Let us say that we model $h(X)$ using a parametric function $y(X,W)$. In a frequentist approach, we try to interpret the uncertainity of the estimate through the following thought experiment. Suppose we had a large number of data sets each of size $N$ and each drawn independently from the distribution $p(t,X)$. For any given data set $D$, we can run our learning algorithm and obtain a prediction function $y(X;D)$. Different data sets from the ensemble will give different functions and consequently different values of the squared loss. The performance of a particular learning algorithm is then assessed by taking the average over this ensemble of data sets. For a particular data set $D$, the first term takes the form
$$\begin{align} [y(X;D) - h(X)]^2 \end{align}$$
As this quantity will depend on a particular data set $D$, we take its average over the ensemble of data sets. If we add and subtract the term $E_D[y(X;D)]$ in the expression above, it reduces to
$$\begin{align} [y(X;D) - E_D[y(X;D)] + E_D[y(X;D)]- h(X)]^2 \end{align}$$
$$\begin{align} = (y(X;D) - E_D[y(X;D)])^2 + (E_D[y(X;D)]- h(X))^2 \end{align}$$
$$\begin{align} + 2(y(X;D) - E_D[y(X;D)])(E_D[y(X;D)]- h(X)) \end{align}$$
If we take the expectation with respect to $D$, the second term is constant. The third term reduces to
$$\begin{align} E_D\bigg[2(y(X;D) - E_D[y(X;D)])(E_D[y(X;D)]- h(X))\bigg] \end{align}$$
$$\begin{align} = 2(E_D[y(X;D)] - E_D[y(X;D)])(E_D[y(X;D)]- h(X)) = 0 \end{align}$$
Hence, the expression reduces to
$$\begin{align} E_D\bigg[(y(X;D) - h(X))^2\bigg] \end{align}$$
$$\begin{align} = \bigg(E_D[y(X;D)]- h(X)\bigg)^2 + E_D\bigg[(y(X;D) - E_D[y(X;D)])^2\bigg] \end{align}$$
$$\begin{align} = \bigg(bias\bigg)^2 + variance \end{align}$$
The first term, called as bias represents the extent to which the average prediction over all data sets $E_D[y(X;D)]$ differs from the desired regression function $h(X)$. The second term, called the variance, measures the extent to which the solutions for individual data sets $y(X;D)$ vary around their average $E_D[y(X;D)$, and hence this measures the extent to which the function $y(X;D)$ is sensitive to the particular choice of data set. Hence, expected loss is the sum of squared bias, variance and noise.

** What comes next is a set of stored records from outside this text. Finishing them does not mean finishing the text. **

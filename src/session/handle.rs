//! Session handle
//!
//! A [`Session`] wraps one peer connection's outbound audio and video tracks
//! together with its lifecycle state. Writes are checked against the state
//! immediately before they happen and are serialized per track.
//!
//! Fan-out does not write directly: it queues frames with
//! [`Session::enqueue`] into a bounded queue per track, drained by a writer
//! task the session owns. A stalled track only backs up its own queue.

use std::fmt;
use std::sync::Arc;
use std::time::Duration;

use parking_lot::Mutex;
use tokio::sync::mpsc::{self, error::TrySendError};
use tokio::sync::{watch, Mutex as AsyncMutex};
use tokio::task::JoinHandle;
use webrtc::rtp::packet::Packet;

use super::state::SessionState;
use super::track::MediaTrack;
use crate::error::DeliveryError;
use crate::media::{Frame, StreamKind};
use crate::stats::{SessionStats, SessionStatsSnapshot};

/// Opaque session identity
#[derive(Debug, Clone, Copy, PartialEq, Eq, Hash, PartialOrd, Ord)]
pub struct SessionId(pub u64);

impl fmt::Display for SessionId {
    fn fmt(&self, f: &mut fmt::Formatter<'_>) -> fmt::Result {
        write!(f, "{}", self.0)
    }
}

/// One live relay endpoint
pub struct Session {
    id: SessionId,
    state: watch::Sender<SessionState>,
    video: Arc<dyn MediaTrack>,
    audio: Arc<dyn MediaTrack>,
    /// Serializes writes per track so payloads never interleave
    video_lock: AsyncMutex<()>,
    audio_lock: AsyncMutex<()>,
    /// Queues feeding the per-track writer tasks, created on first use
    video_outbox: Mutex<Option<mpsc::Sender<Frame>>>,
    audio_outbox: Mutex<Option<mpsc::Sender<Frame>>>,
    write_timeout: Option<Duration>,
    tasks: Mutex<Vec<JoinHandle<()>>>,
    stats: SessionStats,
}

impl Session {
    /// Create a session in the `Negotiating` state
    pub fn new(id: SessionId, video: Arc<dyn MediaTrack>, audio: Arc<dyn MediaTrack>) -> Self {
        let (state, _) = watch::channel(SessionState::Negotiating);

        Self {
            id,
            state,
            video,
            audio,
            video_lock: AsyncMutex::new(()),
            audio_lock: AsyncMutex::new(()),
            video_outbox: Mutex::new(None),
            audio_outbox: Mutex::new(None),
            write_timeout: None,
            tasks: Mutex::new(Vec::new()),
            stats: SessionStats::new(),
        }
    }

    /// Fail writes that do not complete within `timeout`
    pub fn with_write_timeout(mut self, timeout: Option<Duration>) -> Self {
        self.write_timeout = timeout;
        self
    }

    pub fn id(&self) -> SessionId {
        self.id
    }

    /// Current lifecycle state
    pub fn state(&self) -> SessionState {
        *self.state.borrow()
    }

    /// Whether the session is connected
    ///
    /// Reads the live state on every call; callers must not cache it.
    pub fn is_active(&self) -> bool {
        self.state().is_active()
    }

    /// Subscribe to lifecycle changes
    pub fn subscribe(&self) -> watch::Receiver<SessionState> {
        self.state.subscribe()
    }

    /// Apply a transport state change
    ///
    /// Returns `false` when the change is ignored (same state, or the session
    /// is already terminal).
    pub fn transition(&self, next: SessionState) -> bool {
        let changed = self.state.send_if_modified(|current| {
            if current.can_transition_to(next) {
                *current = next;
                true
            } else {
                false
            }
        });

        if changed {
            tracing::debug!(session_id = %self.id, state = %next, "Session state changed");
        }

        changed
    }

    /// Outbound track for `kind`
    pub fn track(&self, kind: StreamKind) -> &Arc<dyn MediaTrack> {
        match kind {
            StreamKind::Audio => &self.audio,
            StreamKind::Video => &self.video,
        }
    }

    fn lock(&self, kind: StreamKind) -> &AsyncMutex<()> {
        match kind {
            StreamKind::Audio => &self.audio_lock,
            StreamKind::Video => &self.video_lock,
        }
    }

    fn outbox(&self, kind: StreamKind) -> &Mutex<Option<mpsc::Sender<Frame>>> {
        match kind {
            StreamKind::Audio => &self.audio_outbox,
            StreamKind::Video => &self.video_outbox,
        }
    }

    /// Queue a frame for its track without waiting for the write
    ///
    /// The first frame of a kind creates that kind's queue with room for
    /// `depth` frames and passes the receiving end to `spawn_writer`; the
    /// returned task is owned by the session. A full queue drops the frame
    /// with [`DeliveryError::Backlogged`].
    pub fn enqueue<F>(&self, frame: Frame, depth: usize, spawn_writer: F) -> Result<(), DeliveryError>
    where
        F: FnOnce(mpsc::Receiver<Frame>) -> JoinHandle<()>,
    {
        if !self.is_active() {
            return Err(DeliveryError::Inactive);
        }

        let mut outbox = self.outbox(frame.kind).lock();
        let tx = outbox.get_or_insert_with(|| {
            let (tx, rx) = mpsc::channel(depth.max(1));
            self.spawn_task(spawn_writer(rx));
            tx
        });

        match tx.try_send(frame) {
            Ok(()) => Ok(()),
            Err(TrySendError::Full(_)) => Err(DeliveryError::Backlogged),
            Err(TrySendError::Closed(_)) => Err(DeliveryError::Inactive),
        }
    }

    /// Write a frame to the matching outbound track
    pub async fn write_frame(&self, frame: &Frame) -> Result<(), DeliveryError> {
        if !self.is_active() {
            return Err(DeliveryError::Inactive);
        }

        let _guard = self.lock(frame.kind).lock().await;

        // State may have changed while waiting for the lock
        if !self.is_active() {
            return Err(DeliveryError::Inactive);
        }

        let track = self.track(frame.kind);
        let result = self.with_deadline(track.write_frame(frame)).await;
        self.record(frame.kind, frame.len(), &result);
        result
    }

    /// Write a raw RTP packet to the matching outbound track
    pub async fn write_rtp(&self, kind: StreamKind, packet: &Packet) -> Result<(), DeliveryError> {
        if !self.is_active() {
            return Err(DeliveryError::Inactive);
        }

        let _guard = self.lock(kind).lock().await;

        if !self.is_active() {
            return Err(DeliveryError::Inactive);
        }

        let track = self.track(kind);
        let result = self.with_deadline(track.write_rtp(packet)).await;
        self.record(kind, packet.payload.len(), &result);
        result
    }

    async fn with_deadline<F>(&self, write: F) -> Result<(), DeliveryError>
    where
        F: std::future::Future<Output = Result<(), super::track::TrackError>>,
    {
        match self.write_timeout {
            Some(limit) => match tokio::time::timeout(limit, write).await {
                Ok(result) => result.map_err(DeliveryError::from),
                Err(_) => Err(DeliveryError::Timeout(limit)),
            },
            None => write.await.map_err(DeliveryError::from),
        }
    }

    fn record(&self, kind: StreamKind, bytes: usize, result: &Result<(), DeliveryError>) {
        match result {
            Ok(()) => self.stats.on_write(kind == StreamKind::Video, bytes),
            Err(_) => self.stats.on_failure(),
        }
    }

    /// Attach a background task that is aborted on teardown
    pub fn spawn_task(&self, handle: JoinHandle<()>) {
        let mut tasks = self.tasks.lock();
        tasks.retain(|task| !task.is_finished());
        tasks.push(handle);
    }

    /// Number of background tasks still running
    pub fn task_count(&self) -> usize {
        self.tasks.lock().iter().filter(|t| !t.is_finished()).count()
    }

    /// Abort every background task attached to this session
    pub fn teardown(&self) {
        self.video_outbox.lock().take();
        self.audio_outbox.lock().take();

        let tasks: Vec<_> = self.tasks.lock().drain(..).collect();
        let count = tasks.len();
        for task in tasks {
            task.abort();
        }

        if count > 0 {
            tracing::debug!(session_id = %self.id, tasks = count, "Session tasks cancelled");
        }
    }

    pub fn stats(&self) -> SessionStatsSnapshot {
        self.stats.snapshot()
    }
}

impl fmt::Debug for Session {
    fn fmt(&self, f: &mut fmt::Formatter<'_>) -> fmt::Result {
        f.debug_struct("Session")
            .field("id", &self.id)
            .field("state", &self.state())
            .finish()
    }
}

Although the bias-variance decomposition may provide some interesting insights into the model complexity issue from a frequentist perspective, it is of limited practical value, because the bias-variance decomposition is based on averages with respect to ensembles of data sets, whereas in practice we have only the single observed data set. If we had a large number of independent training sets of a given size, we would be better off combining them into a single large training set, which of course would reduce the level of over-fitting for a given model complexity.